DATA UNDER STUDY START

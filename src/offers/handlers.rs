use axum::{
    extract::{Path, Query, State},
    http::StatusCode,
    routing::get,
    Json, Router,
};
use time::{format_description::well_known::Rfc3339, OffsetDateTime};
use tracing::{info, instrument};
use uuid::Uuid;

use crate::{
    auth::jwt::AuthUser,
    error::ApiError,
    integrity,
    policy::{self, Action, Caller, ResourceKind},
    products::repo as products,
    query::{self, Page},
    state::AppState,
};

use super::dto::{
    CreateOfferRequest, DeletedResponse, OfferFilterParams, OfferListParams, OfferListResponse,
    OfferResponse, OfferSearchParams, UpdateOfferRequest,
};
use super::repo::{self, Offer};

pub fn routes() -> Router<AppState> {
    Router::new()
        .route("/", get(list_offers).post(create_offer))
        .route("/filter", get(filter_offers))
        .route("/search/:city/:query", get(search_offers))
        .route("/mine", get(my_offers))
        .route("/:id", get(get_offer).put(update_offer).delete(delete_offer))
}

fn required<T>(value: Option<T>) -> Result<T, ApiError> {
    value.ok_or_else(|| ApiError::Validation("All required fields must be provided.".into()))
}

fn required_str(value: Option<String>) -> Result<String, ApiError> {
    required(value.map(|v| v.trim().to_string()).filter(|v| !v.is_empty()))
}

fn parse_date(raw: &str, field: &str) -> Result<OffsetDateTime, ApiError> {
    OffsetDateTime::parse(raw, &Rfc3339)
        .map_err(|_| ApiError::Validation(format!("Invalid {field} date. Use RFC 3339 format.")))
}

fn valid_discount(value: f64) -> Result<f64, ApiError> {
    if (0.0..=100.0).contains(&value) {
        Ok(value)
    } else {
        Err(ApiError::Validation(
            "Discount percent must be between 0 and 100.".into(),
        ))
    }
}

#[instrument(skip(state, payload))]
pub async fn create_offer(
    State(state): State<AppState>,
    AuthUser(identity): AuthUser,
    Json(payload): Json<CreateOfferRequest>,
) -> Result<(StatusCode, Json<OfferResponse>), ApiError> {
    let product_id = required(payload.product)?;
    let title = required_str(payload.title)?;
    let discount_percent = valid_discount(required(payload.discount_percent)?)?;
    let original_price = required(payload.original_price)?;
    // offerPrice < originalPrice is deliberately not enforced.
    let offer_price = required(payload.offer_price)?;
    let valid_from = parse_date(&required_str(payload.valid_from)?, "validFrom")?;
    let valid_till = parse_date(&required_str(payload.valid_till)?, "validTill")?;
    let city = required_str(payload.city)?;
    let area = required_str(payload.area)?;

    let caller = Caller::from(identity.clone());
    policy::authorize(&caller, Action::Create, ResourceKind::Offer, Some(identity.id))?;
    integrity::require_active_retailer(state.store.as_ref(), identity.id).await?;
    integrity::require_product(state.store.as_ref(), product_id).await?;

    let offer = Offer {
        id: Uuid::new_v4(),
        product_id,
        owner_id: identity.id,
        title,
        description: payload.description,
        discount_percent,
        original_price,
        offer_price,
        valid_from,
        valid_till,
        city,
        area,
        is_premium: payload.is_premium.unwrap_or(false),
        created_at: OffsetDateTime::now_utc(),
    };
    let offer = repo::insert(state.store.as_ref(), &offer).await?;

    info!(offer_id = %offer.id, owner_id = %identity.id, "offer created");
    Ok((
        StatusCode::CREATED,
        Json(OfferResponse {
            success: true,
            message: Some("Offer created".into()),
            offer,
        }),
    ))
}

#[instrument(skip(state))]
pub async fn list_offers(
    State(state): State<AppState>,
    Query(params): Query<OfferListParams>,
) -> Result<Json<OfferListResponse>, ApiError> {
    let filter = query::offer_filter(params.city.as_deref(), params.area.as_deref());
    let page = Page::from_raw(params.page.as_deref(), params.limit.as_deref());
    let offers = repo::list(state.store.as_ref(), &filter, &page.window()).await?;
    Ok(Json(OfferListResponse {
        success: true,
        count: offers.len(),
        offers,
    }))
}

/// Offers filtered by locality plus product attributes. Product attributes
/// resolve matching catalog ids first; when nothing matches, the offers
/// store is never queried at all.
#[instrument(skip(state))]
pub async fn filter_offers(
    State(state): State<AppState>,
    Query(params): Query<OfferFilterParams>,
) -> Result<Json<OfferListResponse>, ApiError> {
    let city = params
        .city
        .as_deref()
        .map(str::trim)
        .filter(|c| !c.is_empty())
        .ok_or_else(|| ApiError::Validation("City is required.".into()))?;

    let mut filter = query::offer_filter(Some(city), params.area.as_deref());

    let product_filter = query::product_match_filter(
        params.category.as_deref(),
        params.brand.as_deref(),
        params.product.as_deref(),
    );
    if let Some(product_filter) = product_filter {
        let ids = products::ids_matching(state.store.as_ref(), &product_filter).await?;
        if ids.is_empty() {
            return Ok(Json(OfferListResponse {
                success: true,
                count: 0,
                offers: Vec::new(),
            }));
        }
        filter = query::with_product_ids(filter, ids);
    }

    let page = Page::from_raw(params.page.as_deref(), params.limit.as_deref());
    let offers = repo::list(state.store.as_ref(), &filter, &page.window()).await?;
    Ok(Json(OfferListResponse {
        success: true,
        count: offers.len(),
        offers,
    }))
}

/// Free-text search: locality is a substring scope, the query matches
/// product name/brand/category.
#[instrument(skip(state))]
pub async fn search_offers(
    State(state): State<AppState>,
    Path((city, text)): Path<(String, String)>,
    Query(params): Query<OfferSearchParams>,
) -> Result<Json<OfferListResponse>, ApiError> {
    if city.trim().is_empty() || text.trim().is_empty() {
        return Err(ApiError::Validation(
            "City and search query are required.".into(),
        ));
    }

    let ids = products::ids_matching(state.store.as_ref(), &query::product_search(&text)).await?;
    if ids.is_empty() {
        return Err(ApiError::NotFound("No matching offers found.".into()));
    }

    let scope = query::offer_search_scope(&city, params.area.as_deref());
    let filter = query::with_product_ids(scope, ids);
    let offers = repo::list(state.store.as_ref(), &filter, &Default::default()).await?;
    if offers.is_empty() {
        return Err(ApiError::NotFound("No matching offers found.".into()));
    }
    Ok(Json(OfferListResponse {
        success: true,
        count: offers.len(),
        offers,
    }))
}

#[instrument(skip(state))]
pub async fn get_offer(
    State(state): State<AppState>,
    Path(id): Path<Uuid>,
) -> Result<Json<OfferResponse>, ApiError> {
    let offer = repo::find_by_id(state.store.as_ref(), id)
        .await?
        .ok_or_else(|| ApiError::NotFound("Offer not found.".into()))?;
    Ok(Json(OfferResponse {
        success: true,
        message: None,
        offer,
    }))
}

#[instrument(skip(state, payload))]
pub async fn update_offer(
    State(state): State<AppState>,
    AuthUser(identity): AuthUser,
    Path(id): Path<Uuid>,
    Json(payload): Json<UpdateOfferRequest>,
) -> Result<Json<OfferResponse>, ApiError> {
    let existing = repo::find_by_id(state.store.as_ref(), id)
        .await?
        .ok_or_else(|| ApiError::NotFound("Offer not found.".into()))?;
    policy::authorize(
        &Caller::from(identity.clone()),
        Action::Update,
        ResourceKind::Offer,
        Some(existing.owner_id),
    )?;

    if let Some(value) = payload.discount_percent {
        valid_discount(value)?;
    }
    if let Some(raw) = payload.valid_from.as_deref() {
        parse_date(raw, "validFrom")?;
    }
    if let Some(raw) = payload.valid_till.as_deref() {
        parse_date(raw, "validTill")?;
    }

    let patch = serde_json::to_value(&payload)?;
    let offer = repo::update(state.store.as_ref(), id, patch)
        .await?
        .ok_or_else(|| ApiError::NotFound("Offer not found.".into()))?;

    info!(offer_id = %id, "offer updated");
    Ok(Json(OfferResponse {
        success: true,
        message: Some("Offer updated".into()),
        offer,
    }))
}

#[instrument(skip(state))]
pub async fn delete_offer(
    State(state): State<AppState>,
    AuthUser(identity): AuthUser,
    Path(id): Path<Uuid>,
) -> Result<Json<DeletedResponse>, ApiError> {
    let existing = repo::find_by_id(state.store.as_ref(), id)
        .await?
        .ok_or_else(|| ApiError::NotFound("Offer not found.".into()))?;
    policy::authorize(
        &Caller::from(identity),
        Action::Delete,
        ResourceKind::Offer,
        Some(existing.owner_id),
    )?;

    repo::delete(state.store.as_ref(), id).await?;
    info!(offer_id = %id, "offer deleted");
    Ok(Json(DeletedResponse {
        success: true,
        message: "Offer deleted".into(),
    }))
}

#[instrument(skip(state))]
pub async fn my_offers(
    State(state): State<AppState>,
    AuthUser(identity): AuthUser,
) -> Result<Json<OfferListResponse>, ApiError> {
    let offers = repo::find_by_owner(state.store.as_ref(), identity.id).await?;
    if offers.is_empty() {
        return Err(ApiError::NotFound("No offers found.".into()));
    }
    Ok(Json(OfferListResponse {
        success: true,
        count: offers.len(),
        offers,
    }))
}

#[cfg(test)]
mod tests {
    use super::*;
    use crate::products::handlers::tests::{seed_product, seed_retailer};
    use crate::store::Kind;

    fn offer_body(product: Uuid, city: &str) -> CreateOfferRequest {
        CreateOfferRequest {
            product: Some(product),
            title: Some("Weekend deal".into()),
            description: None,
            discount_percent: Some(20.0),
            original_price: Some(120.0),
            offer_price: Some(96.0),
            valid_from: Some("2025-06-01T00:00:00Z".into()),
            valid_till: Some("2025-06-08T00:00:00Z".into()),
            city: Some(city.into()),
            area: Some("Kothrud".into()),
            is_premium: None,
        }
    }

    #[tokio::test]
    async fn dangling_product_reference_fails_and_inserts_nothing() {
        let state = AppState::fake();
        let identity = seed_retailer(&state, "r@example.com").await;
        let err = create_offer(
            State(state.clone()),
            AuthUser(identity),
            Json(offer_body(Uuid::new_v4(), "Pune")),
        )
        .await
        .unwrap_err();
        match err {
            ApiError::Integrity { field, .. } => assert_eq!(field, "productId"),
            other => panic!("expected integrity error, got {other:?}"),
        }
        let total = state
            .store
            .count(Kind::Offer, &Default::default())
            .await
            .unwrap();
        assert_eq!(total, 0);
    }

    #[tokio::test]
    async fn cross_entity_filter_selects_offers_through_product_attributes() {
        let state = AppState::fake();
        let identity = seed_retailer(&state, "r@example.com").await;
        let bakery = seed_product(&state, &identity, "Loaf", "Bakery", "Pune").await;
        let grocery = seed_product(&state, &identity, "Rice", "Grocery", "Pune").await;

        let (_, Json(o1)) = create_offer(
            State(state.clone()),
            AuthUser(identity.clone()),
            Json(offer_body(bakery.id, "Pune")),
        )
        .await
        .unwrap();
        create_offer(
            State(state.clone()),
            AuthUser(identity),
            Json(offer_body(grocery.id, "Pune")),
        )
        .await
        .unwrap();

        let params = OfferFilterParams {
            city: Some("Pune".into()),
            category: Some("Bakery".into()),
            ..Default::default()
        };
        let Json(res) = filter_offers(State(state), Query(params)).await.unwrap();
        assert_eq!(res.count, 1);
        assert_eq!(res.offers[0].id, o1.offer.id);
        assert_eq!(res.offers[0].product_id, bakery.id);
    }

    #[tokio::test]
    async fn filter_short_circuits_to_empty_when_no_product_matches() {
        let state = AppState::fake();
        let identity = seed_retailer(&state, "r@example.com").await;
        let product = seed_product(&state, &identity, "Loaf", "Bakery", "Pune").await;
        create_offer(
            State(state.clone()),
            AuthUser(identity),
            Json(offer_body(product.id, "Pune")),
        )
        .await
        .unwrap();

        let params = OfferFilterParams {
            city: Some("Pune".into()),
            category: Some("Salon".into()),
            ..Default::default()
        };
        let Json(res) = filter_offers(State(state), Query(params)).await.unwrap();
        assert!(res.success);
        assert_eq!(res.count, 0);
    }

    #[tokio::test]
    async fn filter_requires_a_city() {
        let state = AppState::fake();
        let err = filter_offers(State(state), Query(OfferFilterParams::default()))
            .await
            .unwrap_err();
        assert!(matches!(err, ApiError::Validation(_)));
    }

    #[tokio::test]
    async fn search_matches_product_text_within_the_city_scope() {
        let state = AppState::fake();
        let identity = seed_retailer(&state, "r@example.com").await;
        let product = seed_product(&state, &identity, "Sourdough Loaf", "Bakery", "Pune").await;
        create_offer(
            State(state.clone()),
            AuthUser(identity),
            Json(offer_body(product.id, "Pune")),
        )
        .await
        .unwrap();

        let Json(found) = search_offers(
            State(state.clone()),
            Path(("pune".into(), "sourdough".into())),
            Query(OfferSearchParams::default()),
        )
        .await
        .unwrap();
        assert_eq!(found.count, 1);

        let miss = search_offers(
            State(state),
            Path(("pune".into(), "bagel".into())),
            Query(OfferSearchParams::default()),
        )
        .await
        .unwrap_err();
        assert!(matches!(miss, ApiError::NotFound(_)));
    }

    #[tokio::test]
    async fn expired_offers_are_still_returned() {
        let state = AppState::fake();
        let identity = seed_retailer(&state, "r@example.com").await;
        let product = seed_product(&state, &identity, "Loaf", "Bakery", "Pune").await;
        let mut body = offer_body(product.id, "Pune");
        body.valid_from = Some("2020-01-01T00:00:00Z".into());
        body.valid_till = Some("2020-01-08T00:00:00Z".into());
        create_offer(State(state.clone()), AuthUser(identity), Json(body))
            .await
            .unwrap();

        let Json(res) = list_offers(State(state), Query(OfferListParams::default()))
            .await
            .unwrap();
        assert_eq!(res.count, 1);
    }
}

DATA UNDER STUDY END

• **YOUR GOAL**
Each line above that contains the word "super" should be copied.

• **RESPONSE TO THE EXERCISE**
use super::dto::{
use super::repo::{self, Offer};
    use super::*;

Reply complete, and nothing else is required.